Installing a package is just the first step, though. You’ll always need to load a package prior to using one of its functions — and that includes when you restart RStudio, if you don’t save your workspace.

You can load a package by using the `library()` function, supplying the name of the package you want to load as an argument (i.e., putting it within the parentheses).

For example, we can now load the `tidyverse` package (and, consequently, `readr`) by doing the following:

``````library(tidyverse)
``````
``````## ── Attaching packages ─────────────────────────────────────── tidyverse 1.3.1 ──

## ✓ ggplot2 3.3.5     ✓ purrr   0.3.4
## ✓ tibble  3.1.3     ✓ dplyr   1.0.7
## ✓ tidyr   1.1.3     ✓ stringr 1.4.0
## ✓ readr   2.0.1     ✓ forcats 0.5.1

## ── Conflicts ────────────────────────────────────────── tidyverse_conflicts() ──
``````

Oftentimes, nothing will appear to have happened when you execute the code to load a library. That’s because we haven’t used it for anything yet. Sometimes, it will give you a warning message, as is the case here. This warning is fine — it’s just telling us the different `tidyverse` packages being loaded (e.g., `ggplot2`, `tibble`, etc.), and is telling us that there are a couple of small conflicts. We don’t need to worry about these for now.

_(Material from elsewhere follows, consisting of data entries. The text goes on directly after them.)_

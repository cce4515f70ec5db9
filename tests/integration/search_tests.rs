use proclens::LensError;
use proclens::search::KeywordSearch;
use proclens::test_utils::fixtures::{FailingStore, memory_db_with, sample_entries};

#[test]
fn empty_keyword_lists_by_name() {
    let db = memory_db_with(&sample_entries()).unwrap();
    let results = KeywordSearch::new(&db).search("", 5).unwrap();
    let names: Vec<_> = results.iter().map(|e| e.name.as_str()).collect();
    assert_eq!(
        names,
        ["Brave Update", "Discord", "Google Updater", "Slack", "Steam"]
    );
}

#[test]
fn keyword_hits_tags_and_publisher() {
    let db = memory_db_with(&sample_entries()).unwrap();
    let search = KeywordSearch::new(&db);

    let electron: Vec<_> = search
        .search("ELECTRON", 10)
        .unwrap()
        .into_iter()
        .map(|e| e.name)
        .collect();
    assert_eq!(electron, ["Discord", "Slack"]);

    let valve = search.search("valve corp", 10).unwrap();
    assert_eq!(valve.len(), 1);
    assert_eq!(valve[0].name, "Steam");
}

#[test]
fn wildcard_characters_are_literal() {
    let db = memory_db_with(&sample_entries()).unwrap();
    let search = KeywordSearch::new(&db);
    assert!(search.search("%", 10).unwrap().is_empty());
    assert!(search.search("_", 10).unwrap().is_empty());
}

#[test]
fn zero_limit_skips_the_store() {
    let search = KeywordSearch::new(&FailingStore);
    assert!(search.search("steam", 0).unwrap().is_empty());
}

#[test]
fn store_failure_surfaces() {
    let search = KeywordSearch::new(&FailingStore);
    assert!(matches!(
        search.search("steam", 5),
        Err(LensError::StoreUnavailable(_))
    ));
}
//! Core knowledge-base types and identification logic

pub mod entry;
pub mod normalize;
pub mod resolver;

pub use entry::{Category, KnowledgeEntry, SafetyLevel};
pub use normalize::extract_base_name;
pub use resolver::{IdentityResolver, MatchStrategy, ProgramQuery, Resolution};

##### Package::function() notation

Going forward, I may refer to a function as follows: `readr::read_csv()`.

What this means is that we’ll use the `read_csv()` function that is part of the `readr` package.

Put another way, without loading `readr` (by itself or through `tidyverse`), you won’t be able to access `read_csv()`.

This notation is also important because, sometimes, two different packages will use the same name for a function that does different things. (After all, anyone can create a package and do so without knowing the function names that others have used.) So, if I were to use the `read_csv()` function and I only loaded the `readr` package, R would reason that I want to use the function from `readr`. However, if I had also loaded a package called `another_csv_reader` that also had a function named `read_csv()`, R would simply call the function from the most recently loaded package.

If I want to explicitly tell R which package to load the function from, I would use the `package name::function()` notation in my code.